Hi all, what is the main reason for subnetting ?

8 REPLIES
New Member

Re: subnetting

Hi, I would say there are many reasons that one would subnet their network. I think the main reason is the divide the network up or to provide a certain number of IP addresses for each subnet for a client. Let's say a business asks you to provide 12 addresses for three groups, admin, server and payroll. They provide an address 192.168.0.1/24, you know the subnet mask is 255.255.255.0, if you change the subnet mask to 255.255.255.240, you now have divided the IP into 16 subnet with 14 host per subnet. You can now provide the client with what they requested. HTH

Silver

Re: subnetting

Hi Carl

I would say that two of the main reasons for subnetting are,

1. The conservation of IP addresses

2. To limit the scope of broadcast domains.

Best Regards,

Michael

New Member

Re: subnetting

Hi,

Think of a point-to-point link between two routers, say the network number for that link is 65.36.134.15 with a subnet mask of 255.255.255.0, this allows for 254 hosts!!! so why would you waste 254 addresses on a point-to-point link, this is what I would do, take the address 65.36.134.15 and further subnet the address to 255.255.255.252 this mask allows for 2 hosts which is all that is needed on a point-to-point link.

Subnetting conserves an IP address which is good to a certain extent, meaning when designing a network leave room for scalability by choosing the correct mask.

Subnetting is hard at the start but is fun too keep at it. winners dont quit

Re: subnetting

I cant think of One Main Reason. there are many few i can list.

Unless you wish to change the interpretation of your assigned network number, you do not have to define a subnet mask.
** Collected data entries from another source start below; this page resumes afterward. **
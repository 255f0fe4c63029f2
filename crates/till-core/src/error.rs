//! # Error Types
//!
//! Domain-specific error types for till-core.
//!
//! ## Two Error Channels
//! ```text
//! ┌─────────────────────────────────────────────────────────────────────────┐
//! │                        Error Channels                                    │
//! │                                                                         │
//! │  HARD failures ──► Err(CartError) from the called operation             │
//! │    API misuse: mutating a locked entity, unknown snapshot keys,         │
//! │    listener capacity, purchase while locked. The mutation never         │
//! │    happens and the caller must handle the Result.                       │
//! │                                                                         │
//! │  SOFT failures ──► `error` event on the entity's feed                   │
//! │    Business-rule violations a reactive UI observes: duplicate           │
//! │    product on add, quantity on a non-countable item, empty-cart         │
//! │    purchase, double purchase completion. The operation continues        │
//! │    or no-ops; the call stack does not unwind.                           │
//! │                                                                         │
//! │  The same enum serves both channels; the channel is decided by the      │
//! │  operation, never by the variant alone.                                 │
//! └─────────────────────────────────────────────────────────────────────────┘
//! ```
//!
//! ## Design Principles
//! 1. Use `thiserror` for derive macros (not manual impl)
//! 2. Include context in error messages (item id, option key, etc.)
//! 3. Errors are enum variants, never String
//! 4. `Clone` so soft failures can travel inside event payloads

use serde_json::Value;
use thiserror::Error;

// =============================================================================
// Cart Error
// =============================================================================

/// Errors raised by the cart data model.
///
/// Variants marked *hard* fail the calling operation synchronously.
/// Variants marked *soft* are reported through `error` events while the
/// operation continues or silently no-ops.
#[derive(Debug, Clone, PartialEq, Error)]
pub enum CartError {
    /// *Hard.* The cart is locked (e.g. a purchase is in flight) and the
    /// requested mutation is not allowed.
    #[error("cart is locked")]
    CartLocked,

    /// *Hard.* The item is locked and price/quantity/property mutation is
    /// not allowed.
    #[error("item {id} is locked")]
    ItemLocked { id: Value },

    /// *Hard.* The item carries a non-null signature; its price is immutable.
    #[error("item {id} is signed, price is immutable")]
    PriceSigned { id: Value },

    /// *Hard.* A cart-mediated mutator was given an id that is not in the
    /// cart.
    #[error("item {id} was not found in cart")]
    ItemNotFound { id: Value },

    /// *Hard.* Listener capacity for one event kind was exhausted.
    /// Registration fails loudly rather than silently dropping the listener.
    #[error("maximum event listeners reached for {event}")]
    TooManyListeners { event: String },

    /// *Hard.* A snapshot or property bag carried an unrecognized key, or was
    /// otherwise malformed. Construction is fail-fast, not defaulting.
    #[error("invalid cart snapshot: {message}")]
    InvalidSnapshot { message: String },

    /// *Hard.* A snapshot serialized a computed price as its handler name;
    /// code is not serializable, so the item cannot be rebuilt from it.
    #[error("price handler '{name}' cannot be restored from a snapshot")]
    PriceHandlerNotRestorable { name: String },

    /// *Soft.* An item with the same id is already in the cart.
    #[error("item {id} already exists in cart")]
    DuplicateItem { id: Value },

    /// *Soft.* An item with the same product is already in the cart and the
    /// dedup policy is `Error`.
    #[error("product {product} already exists in cart (item {existing_id})")]
    DuplicateProduct {
        product: Value,
        existing_id: Value,
        incoming_id: Value,
    },

    /// *Soft.* Quantity mutation was attempted on a non-countable item.
    #[error("item {id} is not countable, quantity is fixed at zero")]
    NotCountable { id: Value },

    /// *Soft.* Purchase was attempted on an empty cart.
    #[error("cannot purchase an empty cart")]
    EmptyCart,

    /// *Soft.* Purchase was attempted with no payment driver configured.
    #[error("no payment driver configured")]
    NoPaymentDriver,

    /// *Soft.* A purchase completion was delivered after the attempt had
    /// already been completed (or when no purchase was in flight).
    #[error("purchase completion already called")]
    CompletionAlreadyCalled,

    /// Signer function failure. Reported through an `error` event, then
    /// re-raised to the caller.
    #[error("signer failed: {message}")]
    Signer { message: String },

    /// Payment driver failure. A synchronous driver failure is reported
    /// through an `error` event and the callback, then re-raised from
    /// `purchase`; an asynchronous one stops at the event and the callback.
    #[error("payment driver failed: {message}")]
    Driver { message: String },
}

// =============================================================================
// Result Type Alias
// =============================================================================

/// Convenience type alias for Results with CartError.
pub type CartResult<T> = Result<T, CartError>;

// =============================================================================
// Unit Tests
// =============================================================================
The decision to subnet is commonly driven by topological or organizational considerations.

The topological reasons for subnetting include:

Overcoming distance limitations

Some network hardware has very strict distance limitations. Ethernet is the most common example. The maximum length of a "thick" Ethernet cable is 500 meters; the maximum length of a "thin" cable is 300 meters; the total length of an Ethernet, called the maximum diameter, is 2500 meters. If you need to cover a greater distance, you can use IP routers to link a series of Ethernet cables. Individual cable still must not exceed the maximum allowable length, but using this approach, every cable is a separate Ethernet. Therefore the total length of the IP network can exceed the maximum length of an Ethernet.
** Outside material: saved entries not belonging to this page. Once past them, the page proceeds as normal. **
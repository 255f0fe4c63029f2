//! # Event Feed
//!
//! The subscribe/emit capability composed by [`Item`](crate::item::Item) and
//! [`Cart`](crate::cart::Cart), plus the typed event vocabulary of both.
//!
//! ## Event Flow
//! ```text
//! ┌─────────────────────────────────────────────────────────────────────────┐
//! │                         Event Flow                                      │
//! │                                                                         │
//! │  mutation ──► Emitter::schedule(event) ──► Scheduler queue              │
//! │                                                 │                       │
//! │                              drain (end of the public operation)        │
//! │                                                 │                       │
//! │                                                 ▼                       │
//! │                              listeners for event.kind(), in             │
//! │                              registration order                         │
//! │                                                                         │
//! │  Cart-mediated item mutations schedule the item's events AND the        │
//! │  cart-level `item:*` / aggregate counterparts on the same queue,        │
//! │  so both feeds observe one consistent order.                            │
//! └─────────────────────────────────────────────────────────────────────────┘
//! ```
//!
//! The emitter is an explicit capability, not a base class: entities own an
//! `Emitter<E>` and expose `on`/`once`/`off` by delegation. Registration has
//! a fixed per-kind capacity ([`MAX_EVENT_LISTENERS`]); exceeding it is a
//! hard failure rather than a silent drop.

use std::cell::RefCell;
use std::collections::HashMap;
use std::fmt::Debug;
use std::hash::Hash;
use std::rc::Rc;

use serde_json::Value;

use crate::error::{CartError, CartResult};
use crate::item::ItemSnapshot;
use crate::scheduler::Scheduler;

/// Maximum listeners per event kind on a single emitter.
pub const MAX_EVENT_LISTENERS: usize = 10;

// =============================================================================
// Event Trait
// =============================================================================

/// A typed event with a discriminant used to key listener registration.
pub trait Event: Clone + Debug + 'static {
    /// The kind discriminant (payload-free mirror of the event enum).
    type Kind: Copy + Eq + Hash + Debug + 'static;

    /// Returns the kind of this event.
    fn kind(&self) -> Self::Kind;
}

// =============================================================================
// Emitter
// =============================================================================

/// Handle returned by listener registration, used to unregister.
#[derive(Debug, Clone, Copy, PartialEq, Eq)]
pub struct ListenerId(u64);

struct Entry<E: Event> {
    id: ListenerId,
    once: bool,
    handler: Rc<RefCell<dyn FnMut(&E)>>,
}

impl<E: Event> Clone for Entry<E> {
    fn clone(&self) -> Self {
        Entry {
            id: self.id,
            once: self.once,
            handler: Rc::clone(&self.handler),
        }
    }
}

struct Registry<E: Event> {
    listeners: HashMap<E::Kind, Vec<Entry<E>>>,
    next_id: u64,
}

/// An ordered listener registry keyed by event kind.
///
/// Cloning yields another handle to the same registry (listeners registered
/// through either handle fire for events scheduled through both). Delivery is
/// deferred: [`Emitter::schedule`] enqueues the delivery on a [`Scheduler`]
/// and the owning entity drains once its mutation is complete.
pub struct Emitter<E: Event> {
    registry: Rc<RefCell<Registry<E>>>,
}

impl<E: Event> Clone for Emitter<E> {
    fn clone(&self) -> Self {
        Emitter {
            registry: Rc::clone(&self.registry),
        }
    }
}

impl<E: Event> Default for Emitter<E> {
    fn default() -> Self {
        Emitter::new()
    }
}

impl<E: Event> Emitter<E> {
    /// Creates an emitter with no listeners.
    pub fn new() -> Self {
        Emitter {
            registry: Rc::new(RefCell::new(Registry {
                listeners: HashMap::new(),
                next_id: 1,
            })),
        }
    }

    /// Registers a listener for one event kind.
    ///
    /// Fails with [`CartError::TooManyListeners`] once the kind already has
    /// [`MAX_EVENT_LISTENERS`] listeners.
    pub fn on<F>(&self, kind: E::Kind, handler: F) -> CartResult<ListenerId>
    where
        F: FnMut(&E) + 'static,
    {
        self.register(kind, handler, false)
    }

    /// Registers a listener that is removed after its first delivery.
    pub fn once<F>(&self, kind: E::Kind, handler: F) -> CartResult<ListenerId>
    where
        F: FnMut(&E) + 'static,
    {
        self.register(kind, handler, true)
    }

    fn register<F>(&self, kind: E::Kind, handler: F, once: bool) -> CartResult<ListenerId>
    where
        F: FnMut(&E) + 'static,
    {
        let mut registry = self.registry.borrow_mut();
        if registry.listeners.get(&kind).map_or(0, Vec::len) >= MAX_EVENT_LISTENERS {
            return Err(CartError::TooManyListeners {
                event: format!("{kind:?}"),
            });
        }
        let id = ListenerId(registry.next_id);
        registry.next_id += 1;
        registry.listeners.entry(kind).or_default().push(Entry {
            id,
            once,
            handler: Rc::new(RefCell::new(handler)),
        });
        Ok(id)
    }

    /// Removes one listener. Returns true if it was registered.
    pub fn off(&self, kind: E::Kind, id: ListenerId) -> bool {
        let mut registry = self.registry.borrow_mut();
        if let Some(entries) = registry.listeners.get_mut(&kind) {
            let before = entries.len();
            entries.retain(|entry| entry.id != id);
            return entries.len() != before;
        }
        false
    }

    /// Removes every listener for one event kind.
    pub fn remove_listeners(&self, kind: E::Kind) {
        self.registry.borrow_mut().listeners.remove(&kind);
    }

    /// Number of listeners registered for one event kind.
    pub fn listener_count(&self, kind: E::Kind) -> usize {
        self.registry
            .borrow()
            .listeners
            .get(&kind)
            .map_or(0, Vec::len)
    }

    /// Schedules `event` for delivery on the next drain of `scheduler`.
    pub fn schedule(&self, scheduler: &Scheduler, event: E) {
        let registry = Rc::clone(&self.registry);
        scheduler.enqueue(move || deliver(&registry, &event));
    }
}

impl<E: Event> Debug for Emitter<E> {
    fn fmt(&self, f: &mut std::fmt::Formatter<'_>) -> std::fmt::Result {
        let registry = self.registry.borrow();
        f.debug_struct("Emitter")
            .field("kinds", &registry.listeners.len())
            .finish()
    }
}

/// Delivers `event` to the listeners registered for its kind.
///
/// The entry list is cloned up front so listeners may register or remove
/// listeners (on this or any other emitter) while delivery is in progress.
fn deliver<E: Event>(registry: &Rc<RefCell<Registry<E>>>, event: &E) {
    let entries: Vec<Entry<E>> = registry
        .borrow()
        .listeners
        .get(&event.kind())
        .cloned()
        .unwrap_or_default();

    let mut spent = Vec::new();
    for entry in &entries {
        (entry.handler.borrow_mut())(event);
        if entry.once {
            spent.push(entry.id);
        }
    }

    if !spent.is_empty() {
        let mut registry = registry.borrow_mut();
        if let Some(entries) = registry.listeners.get_mut(&event.kind()) {
            entries.retain(|entry| !spent.contains(&entry.id));
        }
    }
}

// =============================================================================
// Item Events
// =============================================================================

/// Discriminants for [`ItemEvent`], used to register listeners.
#[derive(Debug, Clone, Copy, PartialEq, Eq, Hash)]
pub enum ItemEventKind {
    Price,
    Quantity,
    Total,
    Change,
    PropertyChange,
    Lock,
    Unlock,
    Error,
}

/// Events emitted by a single [`Item`](crate::item::Item).
#[derive(Debug, Clone)]
pub enum ItemEvent {
    /// The price changed. Carries the new effective price.
    Price { price: f64 },
    /// The quantity changed. Carries the new quantity.
    Quantity { quantity: i64 },
    /// The subtotal changed (follows price and quantity changes).
    Total { subtotal: f64 },
    /// Any state change (follows every mutation).
    Change,
    /// One property changed.
    PropertyChange {
        key: String,
        value: Value,
        previous: Option<Value>,
    },
    /// The item transitioned to locked.
    Lock,
    /// The item transitioned to unlocked.
    Unlock,
    /// A soft failure (e.g. quantity mutation on a non-countable item).
    Error { error: CartError },
}

impl Event for ItemEvent {
    type Kind = ItemEventKind;

    fn kind(&self) -> ItemEventKind {
        match self {
            ItemEvent::Price { .. } => ItemEventKind::Price,
            ItemEvent::Quantity { .. } => ItemEventKind::Quantity,
            ItemEvent::Total { .. } => ItemEventKind::Total,
            ItemEvent::Change => ItemEventKind::Change,
            ItemEvent::PropertyChange { .. } => ItemEventKind::PropertyChange,
            ItemEvent::Lock => ItemEventKind::Lock,
            ItemEvent::Unlock => ItemEventKind::Unlock,
            ItemEvent::Error { .. } => ItemEventKind::Error,
        }
    }
}

// =============================================================================
// Cart Events
// =============================================================================

/// Discriminants for [`CartEvent`], used to register listeners.
#[derive(Debug, Clone, Copy, PartialEq, Eq, Hash)]
pub enum CartEventKind {
    ItemAdd,
    ItemRemove,
    ItemChange,
    ItemQuantity,
    ItemTotal,
    ItemError,
    Change,
    Count,
    Quantity,
    Total,
    Error,
    Lock,
    Unlock,
    Clearing,
    Clear,
    MetaChange,
    Purchasing,
    Purchase,
}

/// Events emitted by a [`Cart`](crate::cart::Cart).
///
/// `ItemChange`/`ItemQuantity`/`ItemTotal`/`ItemError` mirror the contained
/// item's own events at the cart level; the bare `Change`/`Quantity`/`Total`/
/// `Error` counterparts follow each of them. `Count`/`Quantity`/`Total` are
/// also emitted (coalesced, at most once each) for the net effect of an
/// `add`/`remove` batch.
#[derive(Debug, Clone)]
pub enum CartEvent {
    /// An item was inserted. Carries a snapshot of the inserted item.
    ItemAdd { item: ItemSnapshot },
    /// An item was removed. Carries a snapshot of the removed item.
    ItemRemove { item: ItemSnapshot },
    /// A contained item changed.
    ItemChange { id: Value },
    /// A contained item's quantity changed.
    ItemQuantity { id: Value, quantity: i64 },
    /// A contained item's subtotal changed.
    ItemTotal { id: Value, subtotal: f64 },
    /// A contained item reported a soft failure.
    ItemError { id: Value, error: CartError },
    /// Any cart state change.
    Change,
    /// The number of countable items changed. Carries the new count.
    Count { count: usize },
    /// The aggregate quantity changed. Carries the new aggregate.
    Quantity { quantity: i64 },
    /// The aggregate total changed. Carries the new aggregate.
    Total { total: f64 },
    /// A soft failure at the cart level.
    Error { error: CartError },
    /// The cart transitioned to locked.
    Lock,
    /// The cart transitioned to unlocked.
    Unlock,
    /// `clear` is about to remove every item.
    Clearing,
    /// `clear` finished.
    Clear,
    /// One meta key changed.
    MetaChange {
        key: String,
        value: Value,
        previous: Option<Value>,
    },
    /// A purchase attempt entered the locked `purchasing` state.
    Purchasing,
    /// A purchase attempt completed successfully. Carries the driver result.
    Purchase { result: Value },
}

impl Event for CartEvent {
    type Kind = CartEventKind;

    fn kind(&self) -> CartEventKind {
        match self {
            CartEvent::ItemAdd { .. } => CartEventKind::ItemAdd,
            CartEvent::ItemRemove { .. } => CartEventKind::ItemRemove,
            CartEvent::ItemChange { .. } => CartEventKind::ItemChange,
            CartEvent::ItemQuantity { .. } => CartEventKind::ItemQuantity,
            CartEvent::ItemTotal { .. } => CartEventKind::ItemTotal,
            CartEvent::ItemError { .. } => CartEventKind::ItemError,
            CartEvent::Change => CartEventKind::Change,
            CartEvent::Count { .. } => CartEventKind::Count,
            CartEvent::Quantity { .. } => CartEventKind::Quantity,
            CartEvent::Total { .. } => CartEventKind::Total,
            CartEvent::Error { .. } => CartEventKind::Error,
            CartEvent::Lock => CartEventKind::Lock,
            CartEvent::Unlock => CartEventKind::Unlock,
            CartEvent::Clearing => CartEventKind::Clearing,
            CartEvent::Clear => CartEventKind::Clear,
            CartEvent::MetaChange { .. } => CartEventKind::MetaChange,
            CartEvent::Purchasing => CartEventKind::Purchasing,
            CartEvent::Purchase { .. } => CartEventKind::Purchase,
        }
    }
}

// =============================================================================
// Unit Tests
// =============================================================================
Interconnecting dissimilar physical networks

IP routers can be used to link together networks that have different and incompatible underlying network technologies.
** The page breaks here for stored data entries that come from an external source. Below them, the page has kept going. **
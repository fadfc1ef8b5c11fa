pub mod config;
pub mod csv;
pub mod error;
pub mod logger;
pub mod models;
pub mod random;
pub mod sampler;
pub mod session;
pub mod store;
pub mod ui;
pub mod utils;

// Re-exports for convenience
pub use config::QuizConfig;
pub use csv::{load_vocabulary, load_vocabulary_or_bundled, parse_vocabulary_line};
pub use error::LoadError;
pub use random::RandomSource;
pub use models::{AnswerStatus, AppState, QuizSession, QuizState, SessionEvent, VocabularyEntry};
pub use sampler::{build_options, OPTION_COUNT};
pub use session::{handle_quit_confirm_input, handle_quiz_input};
pub use store::VocabularyStore;
pub use ui::{draw_quit_confirmation, draw_quiz};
Filtering traffic between networks

Local traffic stays on the local subnet. Only traffic intended for other networks is forwarded through the gateway.

Subnetting is not the only way to solve topology problems. Networks are implemented in hardware and can be altered by changing or adding hardware, but subnetting is an effective way to overcome these problems at the TCP/IP software level.

Of course, there are non-technical reasons for creating subnets. Subnets often serve organizational purposes such as:

Simplifying network administration

Subnets can be used to delegate address management, troubleshooting, and other network administration responsibilities to smaller organizations within the overall organization. This is an effective tool for managing a large network with a limited staff. It places the responsibility for managing the subnet on the people who benefit from its use.

Recognizing organizational structure

The structure of an organization (or simply office politics) may require independent network management for some divisions. Creating independently managed subnets for these divisions is preferable to having them go directly to an ISP to get their own independent network numbers.

Isolating traffic by organization

Certain organizations may prefer to have their local traffic isolated to a network that is primarily accessible only to members of that organization. This is particularly appropriate when security is involved. For example, the payroll department might not want their network packets on the engineering network, where some clever person could figure out how to intercept them.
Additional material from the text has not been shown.